After abandoning myself for a few days to this rural delirium, I
began to arrange my papers, and regulate my occupations. I set
apart, as I had always done, my mornings to copying, and my afternoons
to walking, provided with my little paper book and a pencil, for never
having been able to write and think at my ease except sub dio, I had
no inclination to depart from this method, and I was persuaded the
forest of Montmorency, which was almost at my door, would in future be
my closet and study. I had several works begun; these I cast my eye
over. My mind was indeed fertile in great projects, but in the noise
of the city the execution of them had gone on but slowly. I proposed
to myself to use more diligence when I should be less interrupted.
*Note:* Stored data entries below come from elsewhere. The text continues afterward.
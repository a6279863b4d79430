//! Tagging CLI: tag records and inspect the registry from the shell.
//!
//! Usage:
//!   tagging tag ticket:42 "billing, urgent" [--department sales]
//!   tagging find ticket --all billing --any urgent,vip
//!   tagging reconcile [--db path]

use clap::{ArgAction, Parser, Subcommand};
use serde::Serialize;
use std::path::PathBuf;
use std::sync::Arc;
use tagging::{
    OpenStore, RecordQuery, RecordRef, Settings, SqliteStore, StaticPrincipal, Tag, TagNames,
    TaggingConfig, TaggingEngine, TaggingResult,
};
use tracing::Level;

#[derive(Parser)]
#[command(
    name = "tagging",
    version,
    about = "Tag records and keep per-tag usage counts"
)]
struct Cli {
    #[command(subcommand)]
    command: Commands,
    /// Path to SQLite database file
    #[arg(long, global = true)]
    db: Option<PathBuf>,
    /// Path to YAML settings file
    #[arg(long, global = true)]
    config: Option<PathBuf>,
    /// Act with the right to create tags in the default department
    #[arg(long, global = true)]
    elevated: bool,
    /// Print results as JSON
    #[arg(long, global = true)]
    json: bool,
    /// Increase log verbosity (-v debug, -vv trace)
    #[arg(short, long, global = true, action = ArgAction::Count)]
    verbose: u8,
}

#[derive(Subcommand)]
enum Commands {
    /// Attach tags to a record
    Tag {
        /// Record as type:id
        record: String,
        /// Comma-separated tag names
        tags: String,
        #[arg(long)]
        department: Option<String>,
    },
    /// Detach tags from a record (all tags when none are given)
    Untag {
        /// Record as type:id
        record: String,
        /// Comma-separated tag names
        tags: Option<String>,
        #[arg(long)]
        department: Option<String>,
    },
    /// Replace a record's tags
    Retag {
        /// Record as type:id
        record: String,
        /// Comma-separated tag names (empty string clears)
        tags: String,
        #[arg(long)]
        department: Option<String>,
    },
    /// Run the delete cascade for a record
    Forget {
        /// Record as type:id
        record: String,
    },
    /// Show a record's tags
    Show {
        /// Record as type:id
        record: String,
    },
    /// Tags in use by a record type
    Existing {
        record_type: String,
    },
    /// Find records of a type by tag
    Find {
        record_type: String,
        /// Record must have every one of these tags (repeatable)
        #[arg(long)]
        all: Vec<String>,
        /// Record must have at least one of these tags (repeatable)
        #[arg(long)]
        any: Vec<String>,
    },
    /// Flag a tag as suggested
    Suggest {
        name: String,
        #[arg(long)]
        department: Option<String>,
    },
    /// Clear a tag's suggested flag
    Unsuggest {
        name: String,
        #[arg(long)]
        department: Option<String>,
    },
    /// List suggested tags
    Suggested,
    /// List registry tags
    Tags {
        #[arg(long)]
        department: Option<String>,
    },
    /// Recount associations and repair drifted counters
    Reconcile,
}

/// Get the default database path (~/.local/share/tagging/tagging.db)
fn default_db_path() -> PathBuf {
    let data_dir = dirs::data_dir()
        .unwrap_or_else(|| dirs::home_dir().unwrap_or_default().join(".local/share"));
    let tagging_dir = data_dir.join("tagging");
    std::fs::create_dir_all(&tagging_dir).ok();
    tagging_dir.join("tagging.db")
}

/// Explicit --config, else ~/.config/tagging/config.yaml when present
fn load_settings(path: Option<PathBuf>) -> Result<Settings, String> {
    let path = path.or_else(|| {
        dirs::config_dir()
            .map(|d| d.join("tagging").join("config.yaml"))
            .filter(|p| p.exists())
    });
    match path {
        Some(path) => Settings::load(&path)
            .map_err(|e| format!("Failed to load config '{}': {}", path.display(), e)),
        None => Ok(Settings::default()),
    }
}

fn open_engine(db: Option<PathBuf>, config: Option<PathBuf>) -> Result<TaggingEngine, String> {
    let settings = load_settings(config)?;
    let db_path = db.unwrap_or_else(default_db_path);
    let store = SqliteStore::open(&db_path).map_err(|e| format!("Failed to open database: {}", e))?;
    tracing::debug!(db = %db_path.display(), "opened tag store");
    Ok(TaggingEngine::new(Arc::new(store), TaggingConfig::new(settings)))
}

fn parse_record(text: &str) -> Result<RecordRef, String> {
    match text.split_once(':') {
        Some((record_type, id)) if !record_type.is_empty() && !id.is_empty() => {
            Ok(RecordRef::new(record_type, id))
        }
        _ => Err(format!("invalid record '{}': expected type:id", text)),
    }
}

fn print_json<T: Serialize>(value: &T) -> i32 {
    match serde_json::to_string_pretty(value) {
        Ok(text) => {
            println!("{}", text);
            0
        }
        Err(e) => {
            eprintln!("Error: {}", e);
            1
        }
    }
}

/// Unwrap a result or print the error and bail out with exit code 1
macro_rules! try_or_exit {
    ($expr:expr) => {
        match $expr {
            Ok(v) => v,
            Err(e) => {
                eprintln!("Error: {}", e);
                return 1;
            }
        }
    };
}

fn cmd_tag(engine: &TaggingEngine, principal: &StaticPrincipal, record: &str, tags: &str, department: Option<&str>) -> i32 {
    let record = try_or_exit!(parse_record(record));
    try_or_exit!(engine.tag(&record, tags, department, principal));
    println!("Tagged {}: {}", record, try_or_exit!(engine.tag_names(&record)).join(", "));
    0
}

fn cmd_untag(engine: &TaggingEngine, record: &str, tags: Option<&str>, department: Option<&str>) -> i32 {
    let record = try_or_exit!(parse_record(record));
    let removed = try_or_exit!(engine.untag(&record, tags.map(TagNames::from), department));
    println!("Removed {} tag(s) from {}", removed, record);
    0
}

fn cmd_retag(engine: &TaggingEngine, principal: &StaticPrincipal, record: &str, tags: &str, department: Option<&str>) -> i32 {
    let record = try_or_exit!(parse_record(record));
    try_or_exit!(engine.retag(&record, tags, department, principal));
    println!("Retagged {}: {}", record, try_or_exit!(engine.tag_names(&record)).join(", "));
    0
}

fn cmd_forget(engine: &TaggingEngine, record: &str) -> i32 {
    let record = try_or_exit!(parse_record(record));
    if try_or_exit!(engine.before_delete(&record)) {
        println!("Untagged {}", record);
    } else {
        println!("Kept tags of {} (untag_on_delete is off)", record);
    }
    0
}

fn cmd_show(engine: &TaggingEngine, json: bool, record: &str) -> i32 {
    let record = try_or_exit!(parse_record(record));
    let associations = try_or_exit!(engine.associations(&record));
    if json {
        return print_json(&associations);
    }
    if associations.is_empty() {
        println!("{} has no tags.", record);
        return 0;
    }
    println!("{:<24}  {:<24}  {:<12}  {}", "NAME", "SLUG", "DEPARTMENT", "TAGGED AT");
    println!("{}", "-".repeat(88));
    for a in associations {
        println!(
            "{:<24}  {:<24}  {:<12}  {}",
            a.tag_name,
            a.tag_slug,
            a.department,
            a.tagged_at.to_rfc3339()
        );
    }
    0
}

fn cmd_existing(engine: &TaggingEngine, json: bool, record_type: &str) -> i32 {
    let existing = try_or_exit!(engine.existing_tags(record_type));
    if json {
        return print_json(&existing);
    }
    if existing.is_empty() {
        println!("No tags in use for '{}'.", record_type);
        return 0;
    }
    println!("{:<24}  {:<24}  {:>7}", "SLUG", "NAME", "COUNT");
    println!("{}", "-".repeat(59));
    for tag in existing {
        println!("{:<24}  {:<24}  {:>7}", tag.slug, tag.name, tag.count);
    }
    0
}

fn cmd_find(engine: &TaggingEngine, json: bool, record_type: &str, all: &[String], any: &[String]) -> i32 {
    let mut query = RecordQuery::new(record_type);
    for list in all {
        query = query.with_all_tags(list.as_str());
    }
    for list in any {
        query = query.with_any_tag(list.as_str());
    }
    let records = try_or_exit!(engine.find(&query));
    if json {
        return print_json(&records);
    }
    for record in &records {
        println!("{}", record);
    }
    if records.is_empty() {
        println!("No matching records.");
    }
    0
}

fn cmd_set_suggested(engine: &TaggingEngine, name: &str, department: Option<&str>, suggested: bool) -> i32 {
    match engine.registry().set_suggested(name, department, suggested) {
        Ok(true) => {
            let verb = if suggested { "Suggested" } else { "Unsuggested" };
            println!("{} tag '{}'", verb, name);
            0
        }
        Ok(false) => {
            eprintln!("Error: tag '{}' not found", name);
            1
        }
        Err(e) => {
            eprintln!("Error: {}", e);
            1
        }
    }
}

fn print_tags(json: bool, tags: TaggingResult<Vec<Tag>>) -> i32 {
    let tags = try_or_exit!(tags);
    if json {
        return print_json(&tags);
    }
    if tags.is_empty() {
        println!("No tags defined.");
        return 0;
    }
    println!("{:<12}  {:<24}  {:<24}  {:>7}  {}", "DEPARTMENT", "SLUG", "NAME", "COUNT", "SUGGESTED");
    println!("{}", "-".repeat(84));
    for tag in tags {
        println!(
            "{:<12}  {:<24}  {:<24}  {:>7}  {}",
            tag.department,
            tag.slug,
            tag.name,
            tag.count,
            if tag.suggested { "yes" } else { "" }
        );
    }
    0
}

fn cmd_reconcile(engine: &TaggingEngine, json: bool) -> i32 {
    let corrections = try_or_exit!(engine.registry().reconcile());
    if json {
        return print_json(&corrections);
    }
    if corrections.is_empty() {
        println!("All counters match.");
        return 0;
    }
    for c in &corrections {
        println!("{}/{}: {} -> {}", c.department, c.slug, c.previous, c.actual);
    }
    println!("Corrected {} counter(s)", corrections.len());
    0
}

fn main() {
    let cli = Cli::parse();

    let level = match cli.verbose {
        0 => Level::WARN,
        1 => Level::DEBUG,
        _ => Level::TRACE,
    };
    tracing_subscriber::fmt()
        .with_max_level(level)
        .with_target(false)
        .with_writer(std::io::stderr)
        .init();

    let engine = match open_engine(cli.db, cli.config) {
        Ok(e) => e,
        Err(e) => {
            eprintln!("Error: {}", e);
            std::process::exit(1);
        }
    };
    let user = std::env::var("USER").unwrap_or_else(|_| "cli".to_string());
    let principal = StaticPrincipal::new(user, cli.elevated);
    let json = cli.json;

    let code = match cli.command {
        Commands::Tag { record, tags, department } => {
            cmd_tag(&engine, &principal, &record, &tags, department.as_deref())
        }
        Commands::Untag { record, tags, department } => {
            cmd_untag(&engine, &record, tags.as_deref(), department.as_deref())
        }
        Commands::Retag { record, tags, department } => {
            cmd_retag(&engine, &principal, &record, &tags, department.as_deref())
        }
        Commands::Forget { record } => cmd_forget(&engine, &record),
        Commands::Show { record } => cmd_show(&engine, json, &record),
        Commands::Existing { record_type } => cmd_existing(&engine, json, &record_type),
        Commands::Find { record_type, all, any } => cmd_find(&engine, json, &record_type, &all, &any),
        Commands::Suggest { name, department } => {
            cmd_set_suggested(&engine, &name, department.as_deref(), true)
        }
        Commands::Unsuggest { name, department } => {
            cmd_set_suggested(&engine, &name, department.as_deref(), false)
        }
        Commands::Suggested => print_tags(json, engine.registry().suggested()),
        Commands::Tags { department } => {
            print_tags(json, engine.registry().list(department.as_deref()))
        }
        Commands::Reconcile => cmd_reconcile(&engine, json),
    };
    std::process::exit(code);
}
I
am of opinion I have sufficiently fulfilled this intention; and for
a man frequently ill, often at La Chevrette, at Epinay, at Eaubonne,
at the castle of Montmorency, at other times interrupted by the
indolent and curious, and always employed half the day in copying,
if what I produced during the six years I passed at the Hermitage
and at Montmorency be considered, I am persuaded it will appear that
if, in this interval, I lost my time, it was not in idleness.
Of the different works I had upon the stocks, that I had longest
resolved in my mind, which was most to my taste, to which I destined a
certain portion of my life, and which, in my opinion, was to confirm
the reputation I had acquired, was my Institutions Politiques.